Soft Turquoise vs Agreeable Gray
Soft Turquoise is a Behr color while Agreeable Gray comes from Sherwin-Williams. Hue-wise, Soft Turquoise belongs to the blue family and Agreeable Gray to the greige-grey family. At LRV 60 vs 46, Agreeable Gray will read as the brighter of the two — a 15-point gap that matters most in north-facing or low-light rooms. The tonal difference — Soft Turquoise's blue character against Agreeable Gray's warm — becomes most visible against white trim or in morning light. At ΔE 31.0, these are genuinely distinct colors — a strong contrast if used together, or a meaningful choice between two different directions. Below you'll find 1 real-room photo comparison where both colors appear side by side, plus 5 simulated room previews.
Soft Turquoise vs Agreeable Gray in Real Spaces
1 real room side by side. Seeing Soft Turquoise and Agreeable Gray in actual rooms makes the difference concrete; browse the spaces below to get a feel for how each color lives on a wall.
Kitchen
Kitchen lighting tends to be bright and directional, which sharpens contrast and makes undertone differences more apparent. The LRV gap is large enough that Agreeable Gray will make the room feel meaningfully brighter than Soft Turquoise would.
Color Details
Soft Turquoise vs Agreeable Gray Simulated Comparison
5 simulated room previews — drag the slider on each to see Soft Turquoise on one side and Agreeable Gray on the other.
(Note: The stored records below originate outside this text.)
//! Category rule management
//!
//! Creating or editing a rule changes which expenses it owns. The
//! [`Categorizer`] applies those side effects and keeps the shared
//! [`MatcherCache`] coherent: every mutation invalidates the user's snapshot
//! so the next lookup compiles the current rule list.

use std::collections::HashMap;
use std::sync::Arc;

use regex::Regex;
use serde::Serialize;
use tracing::{debug, info};

use crate::error::{Error, Result};
use crate::matcher::{CategoryMatcher, MatcherCache};
use crate::models::Expense;
use crate::storage::Storage;

/// Outcome of creating or updating a category
#[derive(Debug, Clone, Copy, PartialEq, Eq, Serialize)]
pub struct CategoryChange {
    pub category_id: i64,
    /// Expenses whose category changed as a result
    pub recategorized: usize,
}

/// Uncategorized charges sharing one description
#[derive(Debug, Clone, Serialize)]
pub struct UncategorizedGroup {
    pub description: String,
    pub count: usize,
    /// Signed sum in cents
    pub total: i64,
    pub expenses: Vec<Expense>,
}

pub struct Categorizer<S> {
    storage: Arc<S>,
    matchers: Arc<MatcherCache>,
}

impl<S> Clone for Categorizer<S> {
    fn clone(&self) -> Self {
        Self {
            storage: Arc::clone(&self.storage),
            matchers: Arc::clone(&self.matchers),
        }
    }
}

impl<S: Storage> Categorizer<S> {
    pub fn new(storage: Arc<S>, matchers: Arc<MatcherCache>) -> Self {
        Self { storage, matchers }
    }

    pub fn storage(&self) -> &S {
        &self.storage
    }

    /// Current rule snapshot for a user
    pub fn matcher(&self, user_id: i64) -> Result<Arc<CategoryMatcher>> {
        self.matchers.get(self.storage.as_ref(), user_id)
    }

    /// Create a rule and assign it to the uncategorized charges it matches
    pub fn create_category(&self, user_id: i64, name: &str, pattern: &str) -> Result<CategoryChange> {
        let category_id = self.storage.create_category(user_id, name, pattern)?;
        self.matchers.invalidate(user_id);

        let re = Regex::new(pattern)?;
        let updated: Vec<Expense> = self
            .storage
            .get_expenses_without_category(user_id)?
            .into_iter()
            .filter(|e| re.is_match(&e.description.to_lowercase()))
            .map(|mut e| {
                e.category_id = Some(category_id);
                e
            })
            .collect();

        let recategorized = self.persist(user_id, &updated)?;
        info!(user_id, category_id, recategorized, "Categorized expenses for new category");
        Ok(CategoryChange {
            category_id,
            recategorized,
        })
    }

    /// Change a rule, then move expenses to whichever rule now matches them
    ///
    /// Expenses of this category that no longer match anything become
    /// uncategorized. Uncategorized charges that now match get assigned.
    pub fn update_category(
        &self,
        user_id: i64,
        category_id: i64,
        name: &str,
        pattern: &str,
    ) -> Result<CategoryChange> {
        self.storage
            .update_category(user_id, category_id, name, pattern)?;
        self.matchers.invalidate(user_id);
        let matcher = self.matcher(user_id)?;

        let mut candidates = self.storage.get_expenses_by_category(user_id, category_id)?;
        candidates.extend(self.storage.get_expenses_without_category(user_id)?);

        let updated: Vec<Expense> = candidates
            .into_iter()
            .filter_map(|mut e| {
                let found = matcher.category_id(&e.description.to_lowercase());
                let next = match e.category_id {
                    // Still ours, or moved to an earlier rule, or dropped
                    Some(current) if current == category_id => found,
                    // Uncategorized rows only gain a category
                    _ => found.or(e.category_id),
                };
                if next == e.category_id {
                    return None;
                }
                e.category_id = next;
                Some(e)
            })
            .collect();

        let recategorized = self.persist(user_id, &updated)?;
        info!(user_id, category_id, recategorized, "Updated category");
        Ok(CategoryChange {
            category_id,
            recategorized,
        })
    }

    /// Delete a rule; its expenses become uncategorized
    pub fn delete_category(&self, user_id: i64, category_id: i64) -> Result<()> {
        self.storage.delete_category(user_id, category_id)?;
        self.matchers.invalidate(user_id);
        Ok(())
    }

    /// Delete every rule except the exclude category
    pub fn reset_categories(&self, user_id: i64) -> Result<usize> {
        let removed = self.storage.delete_categories(user_id)?;
        self.matchers.invalidate(user_id);
        Ok(removed)
    }

    /// Match every uncategorized charge against the current rules
    pub fn recategorize(&self, user_id: i64) -> Result<usize> {
        let matcher = self.matcher(user_id)?;

        let updated: Vec<Expense> = self
            .storage
            .get_expenses_without_category(user_id)?
            .into_iter()
            .filter_map(|mut e| {
                let id = matcher.category_id(&e.description.to_lowercase())?;
                e.category_id = Some(id);
                Some(e)
            })
            .collect();

        let recategorized = self.persist(user_id, &updated)?;
        info!(user_id, recategorized, "Recategorized expenses");
        Ok(recategorized)
    }

    /// Uncategorized charges grouped by description, most frequent first
    pub fn inspect_uncategorized(&self, user_id: i64) -> Result<Vec<UncategorizedGroup>> {
        let mut groups: HashMap<String, UncategorizedGroup> = HashMap::new();

        for expense in self.storage.get_expenses_without_category(user_id)? {
            let group = groups
                .entry(expense.description.clone())
                .or_insert_with(|| UncategorizedGroup {
                    description: expense.description.clone(),
                    count: 0,
                    total: 0,
                    expenses: Vec::new(),
                });
            group.count += 1;
            group.total += expense.amount;
            group.expenses.push(expense);
        }

        let mut groups: Vec<_> = groups.into_values().collect();
        groups.sort_by(|a, b| {
            b.count
                .cmp(&a.count)
                .then_with(|| a.description.cmp(&b.description))
        });
        Ok(groups)
    }

    fn persist(&self, user_id: i64, expenses: &[Expense]) -> Result<usize> {
        if expenses.is_empty() {
            return Ok(0);
        }
        debug!(user_id, rows = expenses.len(), "Persisting category changes");
        self.storage.update_expenses(user_id, expenses)
    }
}

/// Append a literal description to a rule pattern
pub fn extend_pattern(pattern: &str, description: &str) -> Result<String> {
    let description = description.trim();
    if description.is_empty() {
        return Err(Error::Validation("description is required".to_string()));
    }

    let escaped = regex::escape(&description.to_lowercase());
    if pattern.is_empty() {
        Ok(escaped)
    } else {
        Ok(format!("{}|{}", pattern, escaped))
    }
}
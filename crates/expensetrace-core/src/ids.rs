//! Opaque identifiers

use rand::rngs::OsRng;
use rand::RngCore;

/// Bytes of entropy behind every generated identifier
pub const ID_BYTES: usize = 16;

/// A fresh identifier: 16 bytes from the OS RNG, hex-encoded (32 chars)
pub fn random_id() -> String {
    let mut bytes = [0u8; ID_BYTES];
    OsRng.fill_bytes(&mut bytes);
    hex::encode(bytes)
}

#[cfg(test)]
mod tests {
    use super::*;

    #[test]
    fn test_random_id_shape() {
        let id = random_id();
        assert_eq!(id.len(), ID_BYTES * 2);
        assert!(id.chars().all(|c| c.is_ascii_hexdigit()));
    }

    #[test]
    fn test_random_ids_differ() {
        assert_ne!(random_id(), random_id());
    }
}
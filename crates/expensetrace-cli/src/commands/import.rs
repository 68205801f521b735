//! Import and export command implementations

use std::fs::File;
use std::io::{self, BufWriter, Write};
use std::path::Path;
use std::sync::Arc;

use anyhow::{Context, Result};
use expensetrace_core::{
    export::export_filtered, parse_expense_filters, Database, ImportInfo, ImportService,
    ImportSessionStore, MatcherCache,
};

pub async fn cmd_import(
    db: Arc<Database>,
    user_id: i64,
    file: &Path,
    source: Option<&str>,
) -> Result<()> {
    let filename = file
        .file_name()
        .and_then(|n| n.to_str())
        .with_context(|| format!("Invalid file name: {}", file.display()))?;
    let reader =
        File::open(file).with_context(|| format!("Failed to open file: {}", file.display()))?;

    println!("📥 Importing {}...", file.display());

    let service = ImportService::new(
        db,
        Arc::new(MatcherCache::new()),
        Arc::new(ImportSessionStore::default()),
    );
    let info = ImportInfo::from_result(
        service
            .import_file(user_id, filename, reader, source)
            .await,
    );

    print_import_info(&info);
    match info.error {
        Some(error) => anyhow::bail!("Import failed: {}", error),
        None => Ok(()),
    }
}

pub fn print_import_info(info: &ImportInfo) {
    println!();
    println!("📊 Import Results");
    println!("   ─────────────────────────────");
    println!("   Imported: {}", info.total_imports);
    println!("   Categorized: {}", info.with_category);
    println!("   Uncategorized: {}", info.without_category);

    if !info.row_errors.is_empty() {
        println!();
        println!("   ⚠️  {} rows skipped:", info.row_errors.len());
        for row_error in &info.row_errors {
            println!("      {}", row_error);
        }
    }

    if info.without_category > 0 {
        println!();
        println!("   💡 Run 'expensetrace category inspect' to see what is still uncategorized");
    }
}

pub fn cmd_export(
    db: &Database,
    user_id: i64,
    output: Option<&Path>,
    filters: &[(String, String)],
) -> Result<()> {
    let (filter, sort) = parse_expense_filters(filters.iter().map(|(k, v)| (k, v)))?;

    let written = match output {
        Some(path) => {
            let file = File::create(path)
                .with_context(|| format!("Failed to create file: {}", path.display()))?;
            let written = export_filtered(db, user_id, &filter, &sort, BufWriter::new(file))?;
            eprintln!("✅ Exported {} expenses to {}", written, path.display());
            written
        }
        None => {
            let stdout = io::stdout();
            let mut lock = stdout.lock();
            let written = export_filtered(db, user_id, &filter, &sort, &mut lock)?;
            lock.flush()?;
            written
        }
    };

    tracing::debug!(written, "Export finished");
    Ok(())
}
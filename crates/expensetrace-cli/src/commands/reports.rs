//! Report command implementations

use anyhow::Result;
use chrono::{Datelike, Utc};
use expensetrace_core::{
    report::{generate_for_month, generate_for_year},
    Database, Report, ReportKind,
};

use super::{money, truncate};

/// Monthly report when a month is given, yearly otherwise
pub fn cmd_report(
    db: &Database,
    user_id: i64,
    month: Option<u32>,
    year: Option<i32>,
    verbose: bool,
) -> Result<()> {
    let report = build_report(db, user_id, month, year)?;
    print_report(&report, verbose);
    Ok(())
}

pub fn build_report(
    db: &Database,
    user_id: i64,
    month: Option<u32>,
    year: Option<i32>,
) -> Result<Report> {
    let year = year.unwrap_or_else(|| Utc::now().year());
    let report = match month {
        Some(month) => generate_for_month(db, user_id, month, year)?,
        None => generate_for_year(db, user_id, year)?,
    };
    Ok(report)
}

fn print_report(report: &Report, verbose: bool) {
    let heading = match report.kind {
        ReportKind::Monthly => "Monthly Report",
        ReportKind::Yearly => "Yearly Report",
    };

    println!();
    println!("📊 {}: {}", heading, report.title);
    println!(
        "   Period: {} to {}",
        report.start.format("%Y-%m-%d"),
        report.end.format("%Y-%m-%d")
    );
    println!("   ─────────────────────────────────────────────────────────────");

    if report.categories.is_empty() {
        println!("   No expenses found in this period.");
        return;
    }

    println!("   Income:   {:>14}", money(report.income));
    println!("   Spending: {:>14}", money(report.spending));
    println!(
        "   Savings:  {:>14}  ({:.2}%)",
        money(report.savings),
        report.savings_percentage
    );
    println!("   Earnings per day: {}", money(report.earnings_per_day));
    println!("   Spending per day: {}", money(report.average_spending_per_day));
    println!();
    println!(
        "   {:25} │ {:>14} │ {:>6} │ {:>5}",
        "Category", "Amount", "%", "Count"
    );
    println!("   ──────────────────────────┼────────────────┼────────┼───────");

    for bucket in &report.categories {
        println!(
            "   {:25} │ {:>14} │ {:>5.1}% │ {:>5}",
            truncate(&bucket.name, 25),
            money(bucket.amount),
            bucket.percentage_of_total,
            bucket.expenses.len()
        );

        if verbose {
            for expense in &bucket.expenses {
                println!(
                    "     {} {:40} {:>14}",
                    expense.date.format("%Y-%m-%d"),
                    truncate(&expense.description, 40),
                    money(expense.amount)
                );
            }
        }
    }

    if !report.duplicates.is_empty() {
        println!();
        println!(
            "   ⚠️  {} repeated descriptions (possible duplicates):",
            report.duplicates.len()
        );
        for description in &report.duplicates {
            println!("      {}", truncate(description, 60));
        }
    }
}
Digital color is approximate. These simulations are generated from the manufacturer's hex values and overlaid on grayscale room photos — your screen's calibration, brightness, and viewing angle all affect how they render. Before committing to either color, test physical samples in your own space under the light you actually live with.
More Soft Turquoise comparisons
See how Soft Turquoise stacks up against other well-photographed colors across different brands and tones.